最後に魔法屋によって闘技場で使用されている映像魔法を覚えようとしたが、あれは特別な許可が必要らしく覚えることができなかった。
リルは魔法屋で小さな髪飾りを一つ買った。髪飾りの効果は一度だけ封じ込めた魔法を、発動させることができるものだった。リルは物理結界魔法をその髪飾りに込めると、照れながら千夏に向かって差し出す。
「私にくれるの?」
「うん。一度ヒュドラで千夏が怪我をしたことがあったよね。一回しか発動しないけど、突発の事態には耐えられると思うんだ」
デートの帰り際にはやはりプレゼントを渡すべきだろう。千夏がデートだと思ってないとはわかっているが、リルにとっては今日は初デートなのだ。記念になにか贈りたかった。
千夏は銀色に輝く小さな髪飾りを、耳の上の髪を持ち上げてパチンと留める。
「ありがとう。似合う?」
「うん、すごく似合ってるよ」
リルは嬉しそうに最後の男子力を込めて千夏をほめる。
千夏もうれしそうに笑う。プレゼントをもらうのはかなり久しぶりだった。
二人は並んで皇太子宮へと戻る。
(もう少し皇太子宮が遠ければいいのにな。)
リルは日の光でキラキラと輝く千夏の髪留めをみてそう思った。
いよいよ従魔の大会の当日になった。空は澄わたって快晴のよい天気だった。
闘技場の下フロアに入れるのはコムギと主人である千夏だけ。ほかのメンバーはクロームが用意してくれた王族専用の観戦席へと案内される。王族の席だけあって、中央で試合が見れるなかなかよい席だった。
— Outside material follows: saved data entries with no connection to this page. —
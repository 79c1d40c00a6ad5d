//! Tenant creation and renaming with slug collision handling.

use super::resource::ResourceService;
use crate::{
    auth::slug::{candidates, slugify},
    error::{Error, SLUG_TAKEN},
    models::Tenant,
    store::TenantScope,
};
use chrono::Utc;
use uuid::Uuid;

const SLUG_ATTEMPTS: usize = 5;

fn tenant_name(name: &str) -> Result<&str, Error> {
    let name = name.trim();
    if name.is_empty() {
        return Err(Error::Validation("name is required".to_string()));
    }
    Ok(name)
}

fn is_slug_conflict(err: &Error) -> bool {
    matches!(err, Error::Conflict(reason) if reason == SLUG_TAKEN)
}

impl ResourceService<Tenant> {
    /// # Errors
    /// `Validation` for an empty name, `Conflict` when every slug candidate is taken.
    pub async fn create_named(&self, name: &str) -> Result<Tenant, Error> {
        let name = tenant_name(name)?;

        for slug in candidates(&slugify(name), SLUG_ATTEMPTS) {
            match self.create(Tenant::new(name.to_string(), slug)).await {
                Err(err) if is_slug_conflict(&err) => continue,
                result => return result,
            }
        }

        Err(Error::Conflict("tenant slug is unavailable".to_string()))
    }

    /// Renames the tenant and derives a fresh slug from the new name.
    ///
    /// # Errors
    /// `NotFound` for an unknown id, otherwise as [`Self::create_named`].
    pub async fn rename(&self, id: Uuid, name: &str) -> Result<Tenant, Error> {
        let name = tenant_name(name)?;

        for slug in candidates(&slugify(name), SLUG_ATTEMPTS) {
            let result = self
                .update(id, TenantScope::All, |tenant| {
                    tenant.name = name.to_string();
                    tenant.slug = slug;
                    tenant.updated_at = Utc::now();
                    Ok(())
                })
                .await;

            match result {
                Err(err) if is_slug_conflict(&err) => continue,
                result => return result,
            }
        }

        Err(Error::Conflict("tenant slug is unavailable".to_string()))
    }
}
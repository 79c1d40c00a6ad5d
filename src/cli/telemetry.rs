use anyhow::Result;
use opentelemetry::{global, trace::TracerProvider as _, KeyValue};
use opentelemetry_otlp::WithExportConfig;
use opentelemetry_sdk::{
    propagation::TraceContextPropagator,
    runtime::Tokio,
    trace::{Tracer, TracerProvider},
    Resource,
};
use std::{env::var, sync::OnceLock, time::Duration};
use tracing::{debug, Level};
use tracing_subscriber::{fmt, layer::SubscriberExt, EnvFilter, Registry};
use ulid::Ulid;

static TRACER_PROVIDER: OnceLock<TracerProvider> = OnceLock::new();

fn normalize_endpoint(ep: String) -> String {
    if ep.starts_with("http://") || ep.starts_with("https://") {
        ep
    } else {
        format!("https://{}", ep.trim_end_matches('/'))
    }
}

fn init_tracer(endpoint: String) -> Result<Tracer> {
    let exporter = opentelemetry_otlp::SpanExporter::builder()
        .with_tonic()
        .with_endpoint(normalize_endpoint(endpoint))
        .with_timeout(Duration::from_secs(3))
        .build()?;

    let instance_id = var("OTEL_SERVICE_INSTANCE_ID").unwrap_or_else(|_| Ulid::new().to_string());

    let provider = TracerProvider::builder()
        .with_batch_exporter(exporter, Tokio)
        .with_resource(Resource::new(vec![
            KeyValue::new("service.name", env!("CARGO_PKG_NAME")),
            KeyValue::new("service.version", env!("CARGO_PKG_VERSION")),
            KeyValue::new("service.instance.id", instance_id),
        ]))
        .build();

    let _ = TRACER_PROVIDER.set(provider.clone());

    global::set_tracer_provider(provider.clone());
    global::set_text_map_propagator(TraceContextPropagator::new());

    Ok(provider.tracer(env!("CARGO_PKG_NAME")))
}

/// Initialize logging and, when `OTEL_EXPORTER_OTLP_ENDPOINT` is set, the
/// OTLP span exporter.
///
/// # Errors
///
/// Returns an error if the exporter or the subscriber cannot be installed
pub fn init(verbosity_level: Option<Level>) -> Result<()> {
    let verbosity_level = verbosity_level.unwrap_or(Level::ERROR);

    let fmt_layer = fmt::layer()
        .with_file(true)
        .with_line_number(true)
        .with_thread_ids(true)
        .with_target(false);

    // RUST_LOG=
    let filter = EnvFilter::builder()
        .with_default_directive(verbosity_level.into())
        .from_env_lossy()
        .add_directive("hyper=error".parse()?)
        .add_directive("sqlx=warn".parse()?)
        .add_directive("opentelemetry_sdk=warn".parse()?);

    if let Ok(endpoint) = var("OTEL_EXPORTER_OTLP_ENDPOINT") {
        let tracer = init_tracer(endpoint)?;
        let otel_layer = tracing_opentelemetry::layer().with_tracer(tracer);

        let subscriber = Registry::default()
            .with(fmt_layer)
            .with(otel_layer)
            .with(filter);
        tracing::subscriber::set_global_default(subscriber)?;
    } else {
        let subscriber = Registry::default().with(fmt_layer).with(filter);
        tracing::subscriber::set_global_default(subscriber)?;
    }

    Ok(())
}

/// Flush pending spans, noop when the exporter was never started.
pub fn shutdown_tracer() {
    if let Some(provider) = TRACER_PROVIDER.get() {
        debug!("shutting down tracer provider");
        if let Err(err) = provider.shutdown() {
            debug!("tracer provider shutdown failed: {err}");
        }
    }
}

#[cfg(test)]
mod tests {
    use super::*;

    #[test]
    fn test_normalize_endpoint_keeps_scheme() {
        assert_eq!(
            normalize_endpoint("http://localhost:4317".to_string()),
            "http://localhost:4317"
        );
        assert_eq!(
            normalize_endpoint("https://otel.example.com:4317/v1/traces".to_string()),
            "https://otel.example.com:4317/v1/traces"
        );
    }

    #[test]
    fn test_normalize_endpoint_defaults_to_https() {
        assert_eq!(
            normalize_endpoint("otel.example.com:4317/".to_string()),
            "https://otel.example.com:4317"
        );
    }

    #[test]
    fn test_shutdown_tracer_no_provider() {
        shutdown_tracer();
    }
}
クロームは初顔合わせとなる皇太子妃と王子を、セラ達に紹介する。本当は顔合わせなぞさせたくはなかったのだが、妻も息子もこの大会を楽しみにしていたのだ。
「リリーナと申します」
皇太子妃はセラに向かって優雅に一礼する。妻にはセラの正体を伝えてあった。
皇太子妃は長い銀の髪を結いあげ、すっきりした白いドレスをまとっている。ごてごてとリボンやフリルに飾られたドレスは彼女には合わない。控えめだが、芯はしっかりしているまるで百合のような女性だとセラは感じた。
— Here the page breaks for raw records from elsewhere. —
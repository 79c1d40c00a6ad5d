//! HTTP delivery: router, shared state and server startup.

use crate::{
    api::handlers::{
        auth, blood_requests, donations, events, health, locations, profile, root, stocks,
        tenants, users,
    },
    auth::{
        middleware::{ADMINS, SUPERADMINS},
        require_auth, require_roles, AuthConfig, AuthService, GoogleVerifier, Role, RoleGate,
        TokenService,
    },
    models::{BloodRequest, Donation, Event, Location, Stock, Tenant},
    services::{AccountService, ResourceService},
    store::{AccountStore, LocationStore, PgStore, Repository},
};
use anyhow::{Context, Result};
use axum::{
    body::Body,
    extract::MatchedPath,
    http::{
        header::{AUTHORIZATION, CONTENT_TYPE, ORIGIN},
        HeaderName, HeaderValue, Method, Request,
    },
    middleware::from_fn_with_state,
    routing::{get, post, put, MethodRouter},
    Extension, Router,
};
use std::sync::Arc;
use tokio::net::TcpListener;
use tower::ServiceBuilder;
use tower_http::{
    cors::{Any, CorsLayer},
    request_id::PropagateRequestIdLayer,
    set_header::SetRequestHeaderLayer,
    trace::TraceLayer,
};
use tracing::{info, info_span, Span};
use ulid::Ulid;

pub mod handlers;
pub mod openapi;
pub mod response;

pub use openapi::openapi;

pub const API_PREFIX: &str = "/api/v1";

/// Services shared by every handler, injected as an `Extension`.
#[derive(Clone)]
pub struct AppState {
    pub auth: Arc<AuthService>,
    pub accounts: AccountService,
    pub tenants: ResourceService<Tenant>,
    pub locations: ResourceService<Location>,
    pub location_lookup: Arc<dyn LocationStore>,
    pub events: ResourceService<Event>,
    pub stocks: ResourceService<Stock>,
    pub donations: ResourceService<Donation>,
    pub blood_requests: ResourceService<BloodRequest>,
}

impl AppState {
    /// Wire every service over one store.
    pub fn new<S>(store: Arc<S>, auth: AuthService) -> Self
    where
        S: AccountStore
            + LocationStore
            + Repository<Tenant>
            + Repository<Location>
            + Repository<Event>
            + Repository<Stock>
            + Repository<Donation>
            + Repository<BloodRequest>
            + 'static,
    {
        Self {
            auth: Arc::new(auth),
            accounts: AccountService::new(store.clone()),
            tenants: ResourceService::new(store.clone()),
            locations: ResourceService::new(store.clone()),
            events: ResourceService::new(store.clone()),
            stocks: ResourceService::new(store.clone()),
            donations: ResourceService::new(store.clone()),
            blood_requests: ResourceService::new(store.clone()),
            location_lookup: store,
        }
    }
}

fn gate(roles: &'static [Role], route: MethodRouter) -> MethodRouter {
    route.route_layer(from_fn_with_state(RoleGate::new(roles), require_roles))
}

/// The complete application router.
///
/// Public auth routes and the bearer-protected routes live under
/// [`API_PREFIX`]; `/` and `/health` stay at the root. Role gates wrap single
/// methods, the bearer check wraps the whole protected group.
pub fn router(state: AppState) -> Router {
    let tokens: Arc<TokenService> = state.auth.tokens().clone();

    let public = Router::new()
        .route("/auth/register", post(auth::register))
        .route("/auth/register/super-admin", post(auth::register_super_admin))
        .route("/auth/login", post(auth::login))
        .route("/auth/google", post(auth::google));

    let protected = Router::new()
        .route(
            "/auth/register/admin",
            gate(SUPERADMINS, post(auth::register_admin)),
        )
        .route(
            "/profile",
            get(profile::get_profile).put(profile::update_profile),
        )
        .route(
            "/profile/details",
            get(profile::get_detail)
                .post(profile::create_detail)
                .put(profile::update_detail),
        )
        .route(
            "/users",
            gate(ADMINS, get(users::list_users).post(users::create_user)),
        )
        .route(
            "/tenants",
            gate(
                SUPERADMINS,
                get(tenants::list_tenants).post(tenants::create_tenant),
            ),
        )
        .route(
            "/tenants/:id",
            gate(
                SUPERADMINS,
                get(tenants::get_tenant)
                    .put(tenants::update_tenant)
                    .delete(tenants::delete_tenant),
            ),
        )
        .route(
            "/locations",
            gate(
                ADMINS,
                get(locations::list_locations).post(locations::create_location),
            ),
        )
        .route(
            "/locations/by-user-location",
            gate(ADMINS, get(locations::nearby_locations)),
        )
        .route(
            "/locations/:id",
            gate(
                ADMINS,
                get(locations::get_location)
                    .put(locations::update_location)
                    .delete(locations::delete_location),
            ),
        )
        .route("/events", get(events::list_events))
        .route("/events", gate(ADMINS, post(events::create_event)))
        .route("/events/:id", get(events::get_event))
        .route(
            "/events/:id",
            gate(
                ADMINS,
                put(events::update_event).delete(events::delete_event),
            ),
        )
        .route("/stocks", get(stocks::list_stocks))
        .route("/stocks", gate(ADMINS, post(stocks::create_stock)))
        .route("/stocks/:id", get(stocks::get_stock))
        .route(
            "/stocks/:id",
            gate(
                ADMINS,
                put(stocks::update_stock).delete(stocks::delete_stock),
            ),
        )
        .route(
            "/donations",
            get(donations::list_donations).post(donations::create_donation),
        )
        .route("/donations/:id", get(donations::get_donation))
        .route(
            "/donations/:id",
            gate(
                ADMINS,
                put(donations::update_donation)
                    .delete(donations::delete_donation),
            ),
        )
        .route(
            "/blood-requests",
            get(blood_requests::list_blood_requests).post(blood_requests::create_blood_request),
        )
        .route("/blood-requests/:id", get(blood_requests::get_blood_request))
        .route(
            "/blood-requests/:id",
            gate(
                ADMINS,
                put(blood_requests::update_blood_request)
                    .delete(blood_requests::delete_blood_request),
            ),
        )
        .route_layer(from_fn_with_state(tokens, require_auth));

    let cors = CorsLayer::new()
        .allow_headers([ORIGIN, CONTENT_TYPE, AUTHORIZATION])
        .allow_methods([
            Method::GET,
            Method::POST,
            Method::PUT,
            Method::DELETE,
            Method::OPTIONS,
        ])
        .allow_origin(Any);

    Router::new()
        .nest(API_PREFIX, public.merge(protected))
        .route("/", get(root::root))
        .route("/health", get(health::health).options(health::health))
        .layer(
            ServiceBuilder::new()
                .layer(SetRequestHeaderLayer::if_not_present(
                    HeaderName::from_static("x-request-id"),
                    |_req: &_| HeaderValue::from_str(Ulid::new().to_string().as_str()).ok(),
                ))
                .layer(PropagateRequestIdLayer::new(HeaderName::from_static(
                    "x-request-id",
                )))
                .layer(TraceLayer::new_for_http().make_span_with(make_span))
                .layer(cors)
                .layer(Extension(state)),
        )
}

/// Start the server
/// # Errors
/// Return error if failed to start the server
pub async fn new(port: u16, dsn: String, config: AuthConfig) -> Result<()> {
    let store = Arc::new(PgStore::connect(&dsn).await?);

    store
        .migrate()
        .await
        .context("Failed to apply database schema")?;

    let tokens = Arc::new(TokenService::new(&config));
    let verifier = Arc::new(
        GoogleVerifier::new(config.google_tokeninfo_url())
            .context("Failed to build identity provider client")?,
    );
    let auth = AuthService::new(store.clone(), tokens, verifier, &config);

    let app = router(AppState::new(store, auth));

    let listener = TcpListener::bind(format!("::0:{port}")).await?;

    info!("Listening on [::]:{}", port);

    axum::serve(listener, app.into_make_service())
        .with_graceful_shutdown(async {
            if tokio::signal::ctrl_c().await.is_ok() {
                info!("Gracefully shutdown");
            }
        })
        .await?;

    Ok(())
}

fn make_span(request: &Request<Body>) -> Span {
    let request_id = request
        .headers()
        .get("x-request-id")
        .and_then(|val| val.to_str().ok())
        .unwrap_or("none");
    let matched_path = request
        .extensions()
        .get::<MatchedPath>()
        .map_or_else(|| request.uri().path(), MatchedPath::as_str);

    info_span!(
        "http.request",
        http.method = %request.method(),
        http.route = matched_path,
        request_id
    )
}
「セラーズ・トゥルーです。皇太子妃にお会いすることができれて嬉しく思います」
久しぶりにみた毒のないセラの笑顔をみてクロームは驚く。
「息子のジークです」
リリーナは隣に立った小さな男の子を紹介する。年はシャロンと同じくらいだろうか。キラキラと輝く銀色の髪を青いリボンで一つに束ねたかわいらしい男の子だった。
「ジークです」
少し恥ずかしがり屋らしく、リリーナのドレスを軽くつかみながらジークはぺこりと会釈する。
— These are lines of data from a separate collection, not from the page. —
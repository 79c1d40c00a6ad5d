use anyhow::Result;
use donor_api::api::openapi;

// Print the OpenAPI document, used to publish the contract without a database
fn main() -> Result<()> {
    println!("{}", serde_json::to_string_pretty(&openapi())?);
    Ok(())
}
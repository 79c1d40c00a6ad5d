//! Account roles.

use serde::{Deserialize, Serialize};
use std::{fmt, str::FromStr};
use utoipa::ToSchema;

#[derive(Clone, Copy, Debug, PartialEq, Eq, Hash, Serialize, Deserialize, ToSchema)]
#[serde(rename_all = "lowercase")]
pub enum Role {
    Donor,
    Admin,
    #[serde(rename = "superadmin")]
    SuperAdmin,
}

impl Role {
    #[must_use]
    pub const fn as_str(self) -> &'static str {
        match self {
            Self::Donor => "donor",
            Self::Admin => "admin",
            Self::SuperAdmin => "superadmin",
        }
    }

    /// Tenant-scoped roles only see rows owned by their tenant and carry the
    /// tenant id in issued tokens.
    #[must_use]
    pub const fn is_tenant_scoped(self) -> bool {
        match self {
            Self::Donor | Self::Admin => true,
            Self::SuperAdmin => false,
        }
    }
}

impl fmt::Display for Role {
    fn fmt(&self, f: &mut fmt::Formatter<'_>) -> fmt::Result {
        f.write_str(self.as_str())
    }
}

#[derive(Debug, Clone, PartialEq, Eq)]
pub struct UnknownRole(pub String);

impl fmt::Display for UnknownRole {
    fn fmt(&self, f: &mut fmt::Formatter<'_>) -> fmt::Result {
        write!(f, "unknown role: {}", self.0)
    }
}

impl std::error::Error for UnknownRole {}

impl FromStr for Role {
    type Err = UnknownRole;

    // `user` is the legacy name for donors.
    fn from_str(value: &str) -> Result<Self, Self::Err> {
        match value {
            "donor" | "user" => Ok(Self::Donor),
            "admin" => Ok(Self::Admin),
            "superadmin" => Ok(Self::SuperAdmin),
            other => Err(UnknownRole(other.to_string())),
        }
    }
}
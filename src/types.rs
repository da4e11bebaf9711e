use crate::openai_types::OpenAIMessage;

use sqlx::{Pool, Postgres};
use std::collections::HashMap;
use std::sync::Mutex;
use uuid::Uuid;

/// Shared state for all request handlers.
pub struct AppState {
    /// Environment fallback; stored business config takes precedence at request time.
    pub openai_api_key: Option<String>,
    pub http_client: reqwest::Client,
    pub db_pool: Pool<Postgres>,
    pub sessions: SessionStore,
}

/// In-memory conversation history, keyed by session id.
///
/// Owned by `AppState` and touched only through these synchronized operations.
/// History lives exactly as long as a call is active; `clear` (or a process
/// restart) discards it.
pub struct SessionStore {
    inner: Mutex<HashMap<Uuid, Vec<OpenAIMessage>>>,
}

impl SessionStore {
    pub fn new() -> Self {
        Self {
            inner: Mutex::new(HashMap::new()),
        }
    }

    /// Append one turn to a session's history, creating the session if absent.
    pub fn append(&self, session_id: Uuid, message: OpenAIMessage) {
        let mut sessions = self.inner.lock().unwrap();
        sessions.entry(session_id).or_default().push(message);
    }

    /// Clone out the accumulated history for a session; empty if none exists.
    pub fn snapshot(&self, session_id: Uuid) -> Vec<OpenAIMessage> {
        let sessions = self.inner.lock().unwrap();
        sessions.get(&session_id).cloned().unwrap_or_default()
    }

    /// Discard a session's history. Returns false if there was nothing to discard.
    pub fn clear(&self, session_id: Uuid) -> bool {
        let mut sessions = self.inner.lock().unwrap();
        sessions.remove(&session_id).is_some()
    }

    /// Number of turns accumulated for a session; 0 if the session is not live.
    pub fn turn_count(&self, session_id: Uuid) -> usize {
        let sessions = self.inner.lock().unwrap();
        sessions.get(&session_id).map(Vec::len).unwrap_or(0)
    }
}

/// Outcome of one dialogue turn.  `Degraded` carries the fixed apology used when
/// the chat-completion vendor call fails; the caller-facing channel never sees a
/// raw error, but handlers can still tell the two outcomes apart.
#[derive(Debug, PartialEq)]
pub enum ChatReply {
    Answered(String),
    Degraded(String),
}

impl ChatReply {
    pub fn text(&self) -> &str {
        match self {
            ChatReply::Answered(text) | ChatReply::Degraded(text) => text,
        }
    }

    pub fn is_degraded(&self) -> bool {
        matches!(self, ChatReply::Degraded(_))
    }
}

/// What `dialogue::process_message` hands back to the API layer.
#[derive(Debug)]
pub struct DialogueOutcome {
    pub session_id: Uuid,
    pub reply: ChatReply,
    pub intent: Option<String>,
}

#[cfg(test)]
pub mod test_support {
    use super::{AppState, SessionStore};
    use sqlx::postgres::PgPoolOptions;

    /// State backed by a real database, or `None` when DATABASE_URL is unset
    /// so the calling test skips itself.
    pub async fn db_state() -> Option<AppState> {
        let url = std::env::var("DATABASE_URL").ok()?;
        let pool = PgPoolOptions::new()
            .max_connections(2)
            .connect(&url)
            .await
            .ok()?;
        sqlx::migrate!().run(&pool).await.ok()?;
        Some(state_with(pool))
    }

    /// State whose pool never connects.  Any code path that touches it errors,
    /// so tests can prove a branch performs no database work.
    pub fn lazy_state() -> AppState {
        let pool = PgPoolOptions::new()
            .connect_lazy("postgres://localhost/receptionist_unreachable")
            .unwrap();
        state_with(pool)
    }

    fn state_with(pool: sqlx::Pool<sqlx::Postgres>) -> AppState {
        AppState {
            openai_api_key: None,
            http_client: reqwest::Client::new(),
            db_pool: pool,
            sessions: SessionStore::new(),
        }
    }
}
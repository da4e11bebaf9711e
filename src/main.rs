mod db_types;
mod dialogue;
mod error;
mod handlers;
mod openai_types;
mod speech;
mod types;

use crate::types::{AppState, SessionStore};

use axum::{
    routing::{get, post, put},
    Router,
};
use sqlx::postgres::PgPoolOptions;
use std::env;
use std::sync::Arc;
use tracing_subscriber::prelude::*;

pub mod consts {
    pub const CHAT_MODEL: &str = "gpt-3.5-turbo";
    pub const STT_MODEL: &str = "whisper-1";
    pub const TTS_MODEL: &str = "tts-1";
    pub const CHAT_MAX_TOKENS: u32 = 200;
    pub const CHAT_TEMPERATURE: f32 = 0.7;
    pub const DEFAULT_VOICE: &str = "alloy";
    pub const AVAILABLE_VOICES: &[&str] = &["alloy", "echo", "fable", "onyx", "nova", "shimmer"];
    pub const APPOINTMENT_KEYWORDS: &[&str] = &[
        "appointment",
        "schedule",
        "book",
        "meeting",
        "visit",
        "see the doctor",
        "consultation",
        "available",
    ];
    pub const FALLBACK_REPLY: &str = "I apologize, but I'm having trouble processing your \
                                      request right now. Could you please repeat that?";
    /// Business config keys templated into the system prompt.
    pub const PROMPT_CONFIG_KEYS: &[&str] = &[
        "business_name",
        "business_hours",
        "business_address",
        "business_phone",
        "business_email",
        "services",
    ];
    /// Business config key that overrides the OPENAI_API_KEY environment variable.
    pub const API_KEY_CONFIG_KEY: &str = "openai_api_key";
}

#[tokio::main]
async fn main() {
    dotenvy::dotenv().ok();
    let subscriber = tracing_subscriber::registry()
        .with(
            tracing_subscriber::fmt::layer()
                .compact()
                .with_file(true)
                .with_line_number(true),
        )
        .with(tracing_subscriber::filter::Targets::new().with_targets([
            ("hyper", tracing_subscriber::filter::LevelFilter::OFF),
            (
                "receptionist_rs",
                tracing_subscriber::filter::LevelFilter::DEBUG,
            ),
        ]));
    tracing::subscriber::set_global_default(subscriber).unwrap();

    let database_url = env::var("DATABASE_URL").expect("DATABASE_URL not set!");
    // May be absent when the key lives in business config instead.
    let openai_api_key = env::var("OPENAI_API_KEY").ok();
    if openai_api_key.is_none() {
        tracing::warn!("OPENAI_API_KEY not set; relying on stored business config");
    }

    let db_pool = PgPoolOptions::new()
        .max_connections(5)
        .connect(&database_url)
        .await
        .expect("failed to connect to postgres");
    sqlx::migrate!()
        .run(&db_pool)
        .await
        .expect("failed to run migrations");

    let http_client = reqwest::Client::new();
    let sessions = SessionStore::new();

    let app_state = Arc::new(AppState {
        openai_api_key,
        http_client,
        db_pool,
        sessions,
    });

    let app = Router::new()
        .route("/process-call", post(handlers::process_call))
        .route("/text-chat", post(handlers::text_chat))
        .route("/speech-to-text", post(handlers::speech_to_text))
        .route("/text-to-speech", post(handlers::text_to_speech))
        .route("/voices", get(handlers::get_voices))
        .route("/session/:id", get(handlers::get_session_info))
        .route("/session/:id/end", post(handlers::end_session))
        .route("/calls", get(handlers::get_calls))
        .route("/calls/:id", get(handlers::get_call))
        .route(
            "/appointments",
            get(handlers::get_appointments).post(handlers::create_appointment),
        )
        .route("/appointments/:id", put(handlers::update_appointment))
        .route(
            "/config",
            get(handlers::get_business_config).post(handlers::update_business_config),
        )
        .with_state(app_state);

    axum::Server::bind(&"0.0.0.0:3000".parse().unwrap())
        .serve(app.into_make_service())
        .await
        .unwrap();
}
「あら、タマと同じくらいね。タマこっちにいらっしゃい」
セラがタマを手招きする。クロームはぎょっとする。害を与えなければタマがおとなしいことは牢に入れられたときに確認していたが、息子が相手になると平常心ではいられない。
タマは呼ばれてセラの横に並び、ぺこりと挨拶する。
「タマでしゅ」
ジークはじっとタマを見つめる。シャロンと同様に彼の周りには大人しかいない。
初めて見る同世代の子供が気になるようだ。
「とりあえず、座ったらどうだろうか」
クロームは息子の興味がタマに向かう前に話をそらす。
「タマはジーク殿の隣に座りなさい。仲良くするのよ」
勝手に席をセラが決めて各自座っていく。
「ジーク、仲良くさせていただきなさい」
リリーナもにっこりと息子に向かってほほ笑む。彼女も息子が同世代の子供と仲良くなってほしいと思っていたのだ。
「はい。母様」
ジークはリリーナのドレスから手を放し、タマの隣へと腰かける。タマもにこにことジークを見る。
「君はどうして私が嫌がることばかりするんだ」
小声でクロームがセラに抗議する。
「何を言っているの。あなたは最終的には私に感謝することになるわよ」
セラはそう意味深な一言を返すと、リリーナと話し始める。
またもや宿題のように放り出された話にクロームは首を傾げる。
相変わらず彼女の真意はわからない。
微らぶ?っていっていいものになっているでしょうか・・・
評価ありがとうございます。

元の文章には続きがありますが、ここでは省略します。